Selected regions of memory 250 and temporary memory 252 associated with each compute zone are isolated using Isolated Memory Region (IMR) registers. IMRs are fence registers which are securely configured to only allow memory read/write accesses from a specific compute zone (and related entities, e.g., other bus masters in the system such as PCIe DMA engines (in 242), generic DMA engines and other peripherals (in 242) and accelerator processor subsystem 240). This prevents access by one compute zone to data from another compute zone. Thus, the data stored in a compute zone's protected region of memory 250 is isolated from other data of other compute zones as well as other HW devices in the accelerator such as a PCIe controller (in 242) and accelerator processor subsystem 240. This increases the security provided by the accelerator.
Accelerator 116 includes bus subsystem 244 for communicating with host computing system 102 over bus 110, and peripheral subsystem 242 for communicating with any peripherals attached to accelerator 116 (not shown in
Accelerator processor subsystem 240 includes one or more processors to execute code for accelerator 116. In an embodiment, the one or more processors comprises an ARM-based compute complex (according to a specification by ARM, Ltd.), that supports the ARM TrustZone Trusted Execution Environment (TEE) for secure computing operations, including setting of IMRs. ARM TrustZone technology is a system-on-chip (SoC) and central processing unit (CPU) system-wide approach to security with hardware-enforced isolation to establish secure end points and a device root of trust. This compute complex operates like a ‘control-plane’ for the ‘data-plane’ processing performed by the compute zones and controls overall processing of accelerator 116.
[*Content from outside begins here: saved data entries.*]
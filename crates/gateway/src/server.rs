use crate::{
    catalog::{self, ConstellationEntry},
    config::ImageDelivery,
    errors::ApiError,
    predict::predict,
    state::AppState,
};
use axum::{
    Json, Router,
    extract::{DefaultBodyLimit, Path, Request, State},
    http::{Method, StatusCode, header},
    middleware::{self, Next},
    response::Response,
    routing::{get, post},
};
use serde::Serialize;
use serde_json::{Value, json};
use tower_http::{
    cors::{Any, CorsLayer},
    services::ServeDir,
    trace::TraceLayer,
};

#[derive(Serialize)]
struct HealthResponse {
    status: &'static str,
    model_loaded: bool,
    total_classes: usize,
    constellations: Vec<&'static str>,
}

#[derive(Serialize)]
struct CatalogResponse {
    total: usize,
    constellations: &'static [ConstellationEntry],
}

pub fn build_router(state: AppState) -> Router {
    let cors = CorsLayer::new()
        .allow_origin(Any)
        .allow_methods([Method::GET, Method::POST, Method::OPTIONS])
        .allow_headers([header::CONTENT_TYPE, header::ACCEPT])
        .expose_headers([header::CONTENT_TYPE]);

    let mut api = Router::new()
        .route("/health", get(health))
        .route("/predict", post(predict))
        .route("/constellations", get(list_constellations))
        .route("/constellation/:name", get(get_constellation));

    if state.config.image_delivery == ImageDelivery::Url {
        api = api.nest_service("/results", ServeDir::new(&state.config.results_dir));
    }

    let api = api
        .layer(DefaultBodyLimit::max(state.config.max_upload_bytes))
        .layer(cors)
        .layer(middleware::from_fn(preflight_no_content));

    Router::new()
        .route("/", get(root))
        .nest("/api", api)
        .layer(TraceLayer::new_for_http())
        .with_state(state)
}

pub async fn run_server(state: AppState) -> anyhow::Result<()> {
    let addr = state.config.bind_addr();
    let app = build_router(state);

    let listener = tokio::net::TcpListener::bind(addr).await?;
    tracing::info!("HTTP server listening on {}", addr);

    axum::serve(listener, app)
        .with_graceful_shutdown(shutdown_signal())
        .await?;

    tracing::info!("HTTP server stopped");
    Ok(())
}

async fn shutdown_signal() {
    let ctrl_c = async {
        if let Err(e) = tokio::signal::ctrl_c().await {
            tracing::error!(error = %e, "Failed to listen for Ctrl-C");
            std::future::pending::<()>().await;
        }
    };

    #[cfg(unix)]
    let terminate = async {
        match tokio::signal::unix::signal(tokio::signal::unix::SignalKind::terminate()) {
            Ok(mut signal) => {
                signal.recv().await;
            }
            Err(e) => {
                tracing::error!(error = %e, "Failed to listen for SIGTERM");
                std::future::pending::<()>().await;
            }
        }
    };

    #[cfg(not(unix))]
    let terminate = std::future::pending::<()>();

    tokio::select! {
        _ = ctrl_c => {},
        _ = terminate => {},
    }

    tracing::info!("Shutdown signal received");
}

/// CORS preflights are answered with `204 No Content` rather than `200`.
async fn preflight_no_content(request: Request, next: Next) -> Response {
    let is_preflight = request.method() == Method::OPTIONS;
    let mut response = next.run(request).await;
    if is_preflight && response.status().is_success() {
        *response.status_mut() = StatusCode::NO_CONTENT;
    }
    response
}

async fn root() -> Json<Value> {
    Json(json!({
        "status": "ok",
        "message": "API is running smoothly!",
    }))
}

async fn health(State(state): State<AppState>) -> Json<HealthResponse> {
    Json(HealthResponse {
        status: "healthy",
        model_loaded: state.model_loaded(),
        total_classes: catalog::len(),
        constellations: catalog::names(),
    })
}

async fn list_constellations() -> Json<CatalogResponse> {
    let constellations = catalog::entries();
    Json(CatalogResponse {
        total: constellations.len(),
        constellations,
    })
}

#[tracing::instrument]
async fn get_constellation(
    Path(name): Path<String>,
) -> Result<Json<&'static ConstellationEntry>, ApiError> {
    catalog::lookup(&name).map(Json).ok_or(ApiError::NotFound)
}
Each VM 404 runs a least one tenant application 406 and a guest OS 410. Guest OS 410 includes bus driver 412 to control communications over bus 110 to one or more compute zones on accelerator 116. Each VM 404 that interacts with one or more compute zones on the accelerator includes a compute zone driver 408 to control communications between the tenant's application 406 and assigned compute zone(s). The compute zone driver is also responsible for the confidentiality and integrity of data exchanged between application 406 and accelerator 116 over PCIe interconnect 110.
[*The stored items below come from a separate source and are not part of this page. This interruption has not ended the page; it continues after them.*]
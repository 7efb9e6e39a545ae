pub mod catalog;
pub mod config;
pub mod errors;
pub mod formatter;
pub mod logging;
pub mod metrics;
pub mod predict;
pub mod server;
pub mod state;
pub mod upload;

pub use config::{GatewayConfig, ImageDelivery};
pub use errors::ApiError;
pub use server::{build_router, run_server};
pub use state::AppState;
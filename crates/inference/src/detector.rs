use crate::{
    annotate::Annotator,
    backend::{InferenceBackend, InferenceOutput},
    config::InferenceConfig,
    processing::{
        post::{Detection, PostProcessor},
        pre::PreProcessor,
    },
};
use anyhow::Context;
use common::span;
use image::{ImageReader, RgbImage};
use std::fs;
use std::path::{Path, PathBuf};

pub struct DetectionOutput {
    pub detections: Vec<Detection>,
    /// Annotated copy of the input, `run_dir/<input file name>`.
    pub annotated_path: PathBuf,
}

/// Single-shot detection on an image file.
///
/// Implementations write an annotated copy of the image into `run_dir`
/// using the input's file name, so callers can derive the artifact path
/// from the request alone.
pub trait ObjectDetector: Send {
    fn detect(&mut self, image_path: &Path, run_dir: &Path) -> anyhow::Result<DetectionOutput>;
}

pub struct Detector<B: InferenceBackend> {
    backend: B,
    preprocessor: PreProcessor,
    postprocessor: PostProcessor,
    annotator: Annotator,
}

impl<B: InferenceBackend> Detector<B> {
    pub fn new(backend: B, config: &InferenceConfig) -> Self {
        Self {
            backend,
            preprocessor: PreProcessor::new(config.input_size),
            postprocessor: PostProcessor::new(
                config.confidence_threshold,
                config.iou_threshold,
                config.max_detections,
            ),
            annotator: Annotator,
        }
    }

    pub fn load(config: &InferenceConfig) -> anyhow::Result<Self> {
        let backend = B::load_model(config)?;
        Ok(Self::new(backend, config))
    }

    fn decode(image_path: &Path) -> anyhow::Result<RgbImage> {
        let image = ImageReader::open(image_path)
            .with_context(|| format!("failed to open {}", image_path.display()))?
            .with_guessed_format()?
            .decode()
            .with_context(|| format!("failed to decode {}", image_path.display()))?;
        Ok(image.to_rgb8())
    }
}

impl<B: InferenceBackend + Send> ObjectDetector for Detector<B> {
    #[tracing::instrument(skip(self), fields(detections))]
    fn detect(&mut self, image_path: &Path, run_dir: &Path) -> anyhow::Result<DetectionOutput> {
        let mut image = Self::decode(image_path)?;

        let (input, transform) = self.preprocessor.preprocess(&image)?;

        let InferenceOutput { predictions } = {
            let _s = span!("model_inference");
            self.backend.infer(&input)?
        };

        let detections = self
            .postprocessor
            .parse_detections(&predictions.view(), &transform)?;
        tracing::Span::current().record("detections", detections.len());

        self.annotator.annotate(&mut image, &detections);

        let file_name = image_path
            .file_name()
            .with_context(|| format!("{} has no file name", image_path.display()))?;
        fs::create_dir_all(run_dir)
            .with_context(|| format!("failed to create {}", run_dir.display()))?;
        let annotated_path = run_dir.join(file_name);
        image
            .save(&annotated_path)
            .with_context(|| format!("failed to write {}", annotated_path.display()))?;

        Ok(DetectionOutput {
            detections,
            annotated_path,
        })
    }
}
use axum::{
    Json,
    http::StatusCode,
    response::{IntoResponse, Response},
};
use serde_json::json;
use thiserror::Error;

#[derive(Error, Debug)]
pub enum ApiError {
    #[error("{0}")]
    InvalidInput(String),

    #[error("{0}")]
    PayloadTooLarge(String),

    #[error("Model not loaded")]
    ModelUnavailable,

    #[error("{0}")]
    DetectionFailure(String),

    #[error("Constellation not found")]
    NotFound,
}

impl ApiError {
    pub fn status_code(&self) -> StatusCode {
        match self {
            ApiError::InvalidInput(_) => StatusCode::BAD_REQUEST,
            ApiError::PayloadTooLarge(_) => StatusCode::PAYLOAD_TOO_LARGE,
            ApiError::ModelUnavailable | ApiError::DetectionFailure(_) => {
                StatusCode::INTERNAL_SERVER_ERROR
            }
            ApiError::NotFound => StatusCode::NOT_FOUND,
        }
    }

    /// Short label used as a metric attribute.
    pub fn kind(&self) -> &'static str {
        match self {
            ApiError::InvalidInput(_) => "invalid_input",
            ApiError::PayloadTooLarge(_) => "payload_too_large",
            ApiError::ModelUnavailable => "model_unavailable",
            ApiError::DetectionFailure(_) => "detection_failure",
            ApiError::NotFound => "not_found",
        }
    }
}

impl From<anyhow::Error> for ApiError {
    fn from(err: anyhow::Error) -> Self {
        ApiError::DetectionFailure(format!("{:#}", err))
    }
}

impl IntoResponse for ApiError {
    fn into_response(self) -> Response {
        let status = self.status_code();
        let message = self.to_string();

        let body = match self {
            ApiError::DetectionFailure(_) => {
                tracing::error!(error = %message, "Error during prediction");
                json!({ "error": message, "success": false })
            }
            _ => {
                tracing::debug!(status = status.as_u16(), error = %message, "Request rejected");
                json!({ "error": message })
            }
        };

        (status, Json(body)).into_response()
    }
}
use crate::config::DEFAULT_INPUT_SIZE;
use crate::processing::post::TransformParams;
use common::span;
use fast_image_resize::{
    FilterType, PixelType, ResizeAlg, ResizeOptions, Resizer,
    images::{Image, ImageRef},
};
use image::RgbImage;
use ndarray::{Array, IxDyn};

const LETTERBOX_COLOR: u8 = 114;

pub struct PreProcessor {
    pub input_size: (u32, u32),
    letterboxed_buffer: Vec<u8>,
}

impl PreProcessor {
    pub fn new(input_size: (u32, u32)) -> Self {
        Self {
            input_size,
            letterboxed_buffer: vec![LETTERBOX_COLOR; (input_size.0 * input_size.1 * 3) as usize],
        }
    }

    /// Letterbox `image` into the model input and return the NCHW tensor
    /// together with the parameters needed to map boxes back.
    pub fn preprocess(
        &mut self,
        image: &RgbImage,
    ) -> anyhow::Result<(Array<f32, IxDyn>, TransformParams)> {
        let _s = span!("preprocess_image");

        let (width, height) = image.dimensions();
        if width == 0 || height == 0 {
            anyhow::bail!("Image has no pixels ({}x{})", width, height);
        }

        tracing::trace!(width, height, "Preprocessing image dimensions");

        let (scale, offset_x, offset_y) = self.resize_and_letterbox(image)?;

        let input = self.normalize()?;

        let transform = TransformParams {
            orig_width: width,
            orig_height: height,
            input_width: self.input_size.0,
            input_height: self.input_size.1,
            scale,
            offset_x,
            offset_y,
        };

        Ok((input, transform))
    }

    fn resize_and_letterbox(&mut self, image: &RgbImage) -> anyhow::Result<(f32, f32, f32)> {
        let _s = span!("resize_and_letterbox");

        let (width, height) = image.dimensions();
        let scale =
            (self.input_size.0 as f32 / width as f32).min(self.input_size.1 as f32 / height as f32);
        let new_width = ((width as f32 * scale) as u32).clamp(1, self.input_size.0);
        let new_height = ((height as f32 * scale) as u32).clamp(1, self.input_size.1);

        let offset_x = (self.input_size.0 - new_width) / 2;
        let offset_y = (self.input_size.1 - new_height) / 2;

        let src = ImageRef::new(width, height, image.as_raw(), PixelType::U8x3)?;

        let mut resized = Image::new(new_width, new_height, PixelType::U8x3);

        Resizer::new().resize(
            &src,
            &mut resized,
            &ResizeOptions::new().resize_alg(ResizeAlg::Convolution(FilterType::Bilinear)),
        )?;

        self.letterboxed_buffer.fill(LETTERBOX_COLOR);

        let resized_data = resized.buffer();
        let stride = self.input_size.0 * 3;
        let row_bytes = (new_width * 3) as usize;

        for y in 0..new_height {
            let src_row = (y * new_width * 3) as usize;
            let dst_row = ((y + offset_y) * stride + offset_x * 3) as usize;

            self.letterboxed_buffer[dst_row..dst_row + row_bytes]
                .copy_from_slice(&resized_data[src_row..src_row + row_bytes]);
        }

        Ok((scale, offset_x as f32, offset_y as f32))
    }

    /// HWC u8 to NCHW f32 in 0-1; YOLO exports expect no mean/std shift.
    fn normalize(&self) -> anyhow::Result<Array<f32, IxDyn>> {
        let _s = span!("normalize");

        let width = self.input_size.0 as usize;
        let height = self.input_size.1 as usize;
        let spatial = width * height;

        let mut output = vec![0.0f32; 3 * spatial];

        for (i, px) in self.letterboxed_buffer.chunks_exact(3).enumerate() {
            output[i] = px[0] as f32 / 255.0;
            output[i + spatial] = px[1] as f32 / 255.0;
            output[i + 2 * spatial] = px[2] as f32 / 255.0;
        }

        Ok(Array::from_shape_vec(IxDyn(&[1, 3, height, width]), output)?)
    }
}

impl Default for PreProcessor {
    fn default() -> Self {
        Self::new(DEFAULT_INPUT_SIZE)
    }
}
At block 502, during initialization of host computing system 102, accelerator resource manager 402 on the host computing system detects each attached accelerator 116, detects the compute zones (e.g., 118, 138, 158, and 178) in each accelerator, and assigns at least one PF for each compute zone (e.g., PFs 112, 114, 132, 134, 152, 154, 172, and 174). At block 504, a user of host computing system 102 requests one or more compute zones to be assigned to a tenant. In an embodiment, the request is read from a configuration file on the host computing system that maps PFs to VMs before the VMs are started by the host. In another embodiment, the request is received over a command line interface from a user (for example, from a system administrator of a cloud computing environment). In response, at block 506 accelerator resource manager 402 assigns the requested compute zone (if available) to the tenant (and to the tenant's VM). In an embodiment, a static configuration is used to map compute zones to tenants for a host computing system. In another embodiment, the mapping of compute zones to tenants is dynamic and may be changed during runtime. In an embodiment, A VM 404 is started as an empty shell and once up and running, a tenant is provisioned into the VM.
When a persistent memory (such as an embedded MultiMediaCard (eMMC) or other temporary memory 252) is not present on accelerator 116 (e.g., the accelerator is “flash-less”), host computing system 102 sends a link certificate and encrypted private configuration assets to TrustZone TEE 306 in accelerator processor subsystem 240. In some accelerators, this information resides in the persistent memory (e.g., temporary memory 252). The link certificate and encrypted private configuration assets are used by the accelerator to establish a secure communications link with the host computing system.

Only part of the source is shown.